O Supremo Tribunal Federal (STF) está prestes a tomar uma decisão crucial, e por isso ela pode mudar completamente a relação entre pacientes e planos de saúde. O debate é sobre a lei que obriga as operadoras a cobrirem tratamentos. A cobertura vale mesmo se eles não estiverem na lista oficial da Agência Nacional de Saúde Suplementar (ANS). Em outras palavras, para quem vive com diabetes, esta decisão é vital. Afinal, ela pode abrir as portas para o acesso a medicamentos e tecnologias de ponta, essenciais para um controle eficaz da doença.
Entendendo o julgamento do STF e o impacto no tratamento do diabetes
Então, o julgamento no STF se concentra na validade da Lei nº 14.454/2022. Assim, a lei determina que planos de saúde devem cobrir procedimentos se houver prescrição médica e evidências científicas de sua eficácia.
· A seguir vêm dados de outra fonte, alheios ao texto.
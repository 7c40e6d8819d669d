use anyhow::Context;
use claim_verifier::config::VerifierConfig;
use claim_verifier::server::run_server;
use tracing::info;

#[tokio::main]
async fn main() -> anyhow::Result<()> {
    tracing_subscriber::fmt()
        .with_env_filter(
            tracing_subscriber::EnvFilter::try_from_default_env()
                .unwrap_or_else(|_| tracing_subscriber::EnvFilter::new("info")),
        )
        .init();

    info!("Claim verifier v{} starting", env!("CARGO_PKG_VERSION"));

    let config = VerifierConfig::from_env().context("reading configuration from environment")?;

    run_server(config).await.context("server terminated")?;
    Ok(())
}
Por exemplo, isso é especialmente relevante para a comunidade que convive com o diabetes. A medicina, afinal, avança muito rapidamente nesta área. Novas insulinas, bombas de insulina inteligentes e monitores de glicose contínuos podem levar tempo para a ANS incluir no rol.
Foi o que Lyvan Bispo dos Santos, advogado da União, defendeu:
“A Advocacia-Geral da União (AGU) sustenta que impedir essa cobertura poderia levar a restrições inconstitucionais ao direito à saúde, especialmente diante da defasagem natural entre o surgimento de novas tecnologias e sua formal incorporação ao rol da ANS.”
Consequentemente, sem essa lei, as operadoras poderiam negar a cobertura desses tratamentos. A decisão do STF, portanto, pode garantir o seu direito de usar a melhor terapia disponível. Você não precisaria enfrentar longas batalhas judiciais. A AGU defendeu a constitucionalidade da lei, argumentando que ela fortalece o direito à saúde e não causa prejuízos financeiros ao setor.
E o que pode mudar para quem tem diabetes?
A Lei nº 14.454/2022 estabelece que o rol da ANS é exemplificativo e reforça o direito à saúde e ao tratamento adequado porque se alicerça em indicação médica e evidências científicas. O diabetes tem cobertura assistencial pois é uma das doenças listadas na Classificação Internacional de Doenças (CID). “Entretanto, até hoje, não há qualquer tipo de tratamento preventivo para o nosso diagnóstico. Por outro lado, os planos de saúde cobrem os custos de complicações, a exemplo de hemodiálise, procedimentos cardiovasculares, oftalmológicos, internação por cetoacidose diabética. Isso é justiça?!” destaca a advogada Anna Patrícia de Pinho Silva, atuante na defesa dos direitos de quem tem diabetes.
A decisão pela constitucionalidade da lei do rol exemplificativo, que vigora desde 2022, reforça o direito ao tratamento indicado pelo médico assistente. A discussão chegou ao STF pois a entidade representativa dos planos de saúde, entende que a lei é inconstitucional e que o rol da ANS é taxativo, ou seja, segundo os representantes dos planos, eles somente deveriam cobrir os tratamentos que estejam claramente previstos na lista da ANS.
Para a advogada Anna Patrícia “é fundamental que o STF confirme a constitucionalidade do rol exemplificativo porque isso facilitará o acesso ao tratamento adequado pelos planos de saúde. Vale lembrar que as tecnologias existentes para o diabetes e registradas na Anvisa tem vasta comprovação de evidências científicas, cumprindo integralmente as exigências para o seu fornecimento aos beneficiários.“
É importante ressaltar que essa decisão impactará diretamente o julgamento de outro assunto muito importante, o Tema 1316/STJ, que vai decidir sobre a obrigatoriedade de fornecimento de bomba de insulina pelos planos de saúde.
O que esperar e como se preparar?
A AGU apresentou dados que mostram um lucro recorde das operadoras em 2024. Isso refuta a ideia de que a lei geraria um caos econômico. Para quem tem diabetes, a decisão do STF pode trazer mais tranquilidade e segurança. Se a lei for aprovada pelo tribunal, ela garantirá que você possa acessar inovações. Elas podem melhorar o manejo da doença e a sua qualidade de vida.
O objetivo é que os pacientes não fiquem dependentes da velocidade de atualização do rol da ANS. A ciência muitas vezes se move mais rápido. Ao final do julgamento, o resultado pode impactar diretamente a forma como você acessa seu tratamento. O processo se tornará mais ágil e focado na sua saúde, e não na burocracia. O julgamento ainda não tem uma data para ser concluído. No entanto, o posicionamento da AGU já representa um passo importante em favor dos pacientes.